Le tribunal administratif de Nice a condamné l’État pour atteinte à la liberté d’expression ce lundi 26 juin, six mois après que la vitrine de la librairie niçoise Les Parleuses ait été recouverte d’un drap noir par des policier·ières à l’occasion d’une visite de Gérald Darmanin.
En décembre dernier, la vitrine de la librairie féministe niçoise Les Parleuses avait été recouverte d’un drap noir par des policier·ières lors d’une visite du ministre de l’Intérieur, Gérald Darmanin. En cause, des collages féministes collés à l’intérieur de la vitrine. L’affaire avait alors fait scandale et les deux libraires des Parleuses avaient saisi la justice. Six mois plus tard, l’action des forces de l’ordre est désormais jugée illégale par la justice, rapporte Libération. Le tribunal administratif de Nice a en effet condamné l’État pour atteinte à la liberté d’expression ce lundi 26 juin.

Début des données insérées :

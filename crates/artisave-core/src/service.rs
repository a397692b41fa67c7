//! Artifact operations exposed to the tool layer.
//!
//! [`ArtifactService`] composes extension resolution, path building,
//! writing, and listing over a [`ConfigStore`]. The tool layer holds one
//! service and forwards each request to the matching method.

use std::path::{Path, PathBuf};

use chrono::Utc;
use serde::Serialize;
use serde_json::Value;

use crate::artifact::{Artifact, ArtifactEntry};
use crate::store::{ConfigStore, SaveConfig};
use crate::util::{files, paths};
use crate::Result;

/// Extension used for artifacts saved together with metadata.
pub const METADATA_EXTENSION: &str = "json";

/// Document written by [`ArtifactService::save_artifact_with_metadata`].
#[derive(Debug, Serialize)]
struct MetadataDocument<'a> {
    content: &'a str,
    metadata: &'a Value,
    saved_at: String,
}

/// Saves and lists artifacts beneath the store's save path.
#[derive(Debug, Clone)]
pub struct ArtifactService {
    store: ConfigStore,
}

impl ArtifactService {
    /// Create a service over the given store.
    pub fn new(store: ConfigStore) -> Self {
        Self { store }
    }

    /// The underlying config store.
    pub fn store(&self) -> &ConfigStore {
        &self.store
    }

    /// Persist an artifact's content and return the path written.
    ///
    /// The extension comes from the artifact's type and language; the title
    /// may contain `/` to place the file in nested directories.
    pub async fn save_artifact(&self, artifact: &Artifact) -> Result<PathBuf> {
        let extension = artifact.extension();
        let path = self.output_path(artifact, extension).await?;
        let written = files::write_artifact(&path, &artifact.content).await?;
        log::info!("Saved artifact '{}' to {}", artifact.id, written.display());
        Ok(written)
    }

    /// Persist an artifact as a JSON document alongside caller metadata.
    ///
    /// The document holds `content`, `metadata`, and an RFC 3339 `saved_at`
    /// timestamp. The file always gets the `json` extension.
    pub async fn save_artifact_with_metadata(
        &self,
        artifact: &Artifact,
        metadata: &Value,
    ) -> Result<PathBuf> {
        let path = self.output_path(artifact, METADATA_EXTENSION).await?;
        let document = MetadataDocument {
            content: &artifact.content,
            metadata,
            saved_at: Utc::now().to_rfc3339(),
        };
        let json = serde_json::to_string_pretty(&document)?;
        let written = files::write_artifact(&path, &json).await?;
        log::info!(
            "Saved artifact '{}' with metadata to {}",
            artifact.id,
            written.display()
        );
        Ok(written)
    }

    /// Change the save directory. See [`ConfigStore::update_save_path`].
    pub async fn update_save_path(&self, path: impl AsRef<Path>) -> Result<PathBuf> {
        self.store.update_save_path(path).await
    }

    /// Every file under the save path, relative to it. Never fails.
    pub async fn list_artifacts(&self) -> Vec<String> {
        let root = self.store.save_path().await;
        files::list_relative_files(&root).await
    }

    /// Like [`list_artifacts`](Self::list_artifacts), with size and
    /// modification time.
    pub async fn list_artifact_entries(&self) -> Vec<ArtifactEntry> {
        let root = self.store.save_path().await;
        files::list_entries(&root).await
    }

    /// A copy of the current config.
    pub async fn get_config(&self) -> SaveConfig {
        self.store.get_config().await
    }

    async fn output_path(&self, artifact: &Artifact, extension: &str) -> Result<PathBuf> {
        let root = self.store.save_path().await;
        paths::prepare_output_path(&root, artifact.title.as_deref(), &artifact.id, extension).await
    }
}
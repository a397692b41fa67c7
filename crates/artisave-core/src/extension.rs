//! Content type to file extension mapping.
//!
//! Both tables are exact-match lookups; anything unrecognised resolves to
//! [`DEFAULT_EXTENSION`].

/// Extension used when no table entry matches.
pub const DEFAULT_EXTENSION: &str = "txt";

/// Content type whose extension is decided by the language tag.
pub const CODE_TYPE: &str = "application/vnd.ant.code";

const TYPE_EXTENSIONS: &[(&str, &str)] = &[
    ("text/markdown", "md"),
    ("text/html", "html"),
    ("image/svg+xml", "svg"),
    ("application/vnd.ant.mermaid", "mmd"),
    ("application/vnd.ant.react", "jsx"),
];

const LANGUAGE_EXTENSIONS: &[(&str, &str)] = &[
    ("python", "py"),
    ("javascript", "js"),
    ("typescript", "ts"),
    ("java", "java"),
    ("c", "c"),
    ("cpp", "cpp"),
    ("csharp", "cs"),
    ("go", "go"),
    ("ruby", "rb"),
    ("rust", "rs"),
    ("php", "php"),
    ("swift", "swift"),
    ("kotlin", "kt"),
    ("scala", "scala"),
    ("shell", "sh"),
    ("bash", "sh"),
    ("powershell", "ps1"),
    ("sql", "sql"),
    ("html", "html"),
    ("css", "css"),
    ("json", "json"),
    ("yaml", "yaml"),
    ("xml", "xml"),
];

/// Resolve the bare extension (no leading dot) for a content type.
///
/// Never fails; unknown types and unknown or missing languages yield `txt`.
///
/// # Example
///
/// ```
/// use artisave_core::extension::resolve_extension;
///
/// assert_eq!(resolve_extension("text/markdown", None), "md");
/// assert_eq!(resolve_extension("application/vnd.ant.code", Some("Rust")), "rs");
/// assert_eq!(resolve_extension("application/pdf", None), "txt");
/// ```
pub fn resolve_extension(kind: &str, language: Option<&str>) -> &'static str {
    if kind == CODE_TYPE {
        return language
            .map(language_extension)
            .unwrap_or(DEFAULT_EXTENSION);
    }

    TYPE_EXTENSIONS
        .iter()
        .find(|(k, _)| *k == kind)
        .map(|(_, ext)| *ext)
        .unwrap_or(DEFAULT_EXTENSION)
}

/// Resolve the extension for a language tag, case-insensitively.
pub fn language_extension(language: &str) -> &'static str {
    let language = language.to_ascii_lowercase();
    LANGUAGE_EXTENSIONS
        .iter()
        .find(|(lang, _)| *lang == language)
        .map(|(_, ext)| *ext)
        .unwrap_or(DEFAULT_EXTENSION)
}

#[cfg(test)]
mod tests {
    use super::*;

    #[test]
    fn test_type_table() {
        assert_eq!(resolve_extension("text/markdown", None), "md");
        assert_eq!(resolve_extension("text/html", None), "html");
        assert_eq!(resolve_extension("image/svg+xml", None), "svg");
        assert_eq!(resolve_extension("application/vnd.ant.mermaid", None), "mmd");
        assert_eq!(resolve_extension("application/vnd.ant.react", None), "jsx");
    }

    #[test]
    fn test_language_table() {
        let expected = [
            ("python", "py"),
            ("javascript", "js"),
            ("typescript", "ts"),
            ("java", "java"),
            ("c", "c"),
            ("cpp", "cpp"),
            ("csharp", "cs"),
            ("go", "go"),
            ("ruby", "rb"),
            ("rust", "rs"),
            ("php", "php"),
            ("swift", "swift"),
            ("kotlin", "kt"),
            ("scala", "scala"),
            ("shell", "sh"),
            ("bash", "sh"),
            ("powershell", "ps1"),
            ("sql", "sql"),
            ("html", "html"),
            ("css", "css"),
            ("json", "json"),
            ("yaml", "yaml"),
            ("xml", "xml"),
        ];
        for (language, ext) in expected {
            assert_eq!(
                resolve_extension(CODE_TYPE, Some(language)),
                ext,
                "language {language}"
            );
        }
    }

    #[test]
    fn test_language_case_insensitive() {
        assert_eq!(resolve_extension(CODE_TYPE, Some("JavaScript")), "js");
        assert_eq!(resolve_extension(CODE_TYPE, Some("PYTHON")), "py");
    }

    #[test]
    fn test_code_without_language() {
        assert_eq!(resolve_extension(CODE_TYPE, None), "txt");
        assert_eq!(resolve_extension(CODE_TYPE, Some("brainfuck")), "txt");
    }

    #[test]
    fn test_unknown_type() {
        assert_eq!(resolve_extension("text/plain", None), "txt");
        assert_eq!(resolve_extension("", None), "txt");
        assert_eq!(resolve_extension("application/json", Some("json")), "txt");
    }

    #[test]
    fn test_type_match_is_exact() {
        assert_eq!(resolve_extension("Text/Markdown", None), "txt");
        assert_eq!(resolve_extension("text/markdown ", None), "txt");
    }

    #[test]
    fn test_language_ignored_for_non_code() {
        assert_eq!(resolve_extension("text/markdown", Some("python")), "md");
    }
}
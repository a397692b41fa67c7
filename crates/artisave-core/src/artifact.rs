//! Artifact records.
//!
//! An [`Artifact`] is never stored as a record; only its `content` lands on
//! disk. [`ArtifactEntry`] describes a file found under the save root.

use chrono::{DateTime, Utc};
use serde::{Deserialize, Serialize};

use crate::extension;

/// A unit of text content to be persisted as a file.
#[derive(Debug, Clone, PartialEq, Serialize, Deserialize)]
#[serde(rename_all = "camelCase")]
pub struct Artifact {
    /// Caller-supplied opaque identifier.
    pub id: String,

    /// Optional title; `/` separates nested directories.
    #[serde(default)]
    pub title: Option<String>,

    /// Raw text content.
    pub content: String,

    /// Declared content category, e.g. `text/markdown`.
    #[serde(rename = "type")]
    pub kind: String,

    /// Language tag, only consulted for code artifacts.
    #[serde(default)]
    pub language: Option<String>,

    /// Informational creation time.
    #[serde(default = "Utc::now")]
    pub created_at: DateTime<Utc>,
}

impl Artifact {
    /// Create an artifact with no title or language.
    pub fn new(id: impl Into<String>, kind: impl Into<String>, content: impl Into<String>) -> Self {
        Self {
            id: id.into(),
            title: None,
            content: content.into(),
            kind: kind.into(),
            language: None,
            created_at: Utc::now(),
        }
    }

    /// Set the title.
    pub fn with_title(mut self, title: impl Into<String>) -> Self {
        self.title = Some(title.into());
        self
    }

    /// Set the language tag.
    pub fn with_language(mut self, language: impl Into<String>) -> Self {
        self.language = Some(language.into());
        self
    }

    /// The file extension this artifact resolves to.
    pub fn extension(&self) -> &'static str {
        extension::resolve_extension(&self.kind, self.language.as_deref())
    }
}

/// A file found under the save root.
#[derive(Debug, Clone, PartialEq, Eq, Serialize, Deserialize)]
pub struct ArtifactEntry {
    /// Path relative to the save root, `/`-separated.
    pub path: String,
    /// Size in bytes.
    pub size: u64,
    /// Last modification time, when the platform reports one.
    pub modified: Option<DateTime<Utc>>,
}
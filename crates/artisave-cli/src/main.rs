use artisave_cli::{ArtisaveCli, CliArgs};
use clap::Parser;

#[tokio::main]
async fn main() -> anyhow::Result<()> {
    let args = CliArgs::parse();
    let cli = ArtisaveCli::from_args("artisave", &args)?;
    cli.run(args).await?;
    Ok(())
}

« En l’absence de toute menace à l’ordre public, la décision de procéder à l’occultation de la vitrine en cause, constituait une décision illégale portant atteinte à la liberté d’expression de nature à engager la responsabilité de l’État », a considéré le tribunal administratif, rapporte Libération. Il condamne ainsi l’État à verser 1 000 euros pour préjudice moral à la librairie Les Parleuses et 1 000 euros pour indemniser les frais de justice.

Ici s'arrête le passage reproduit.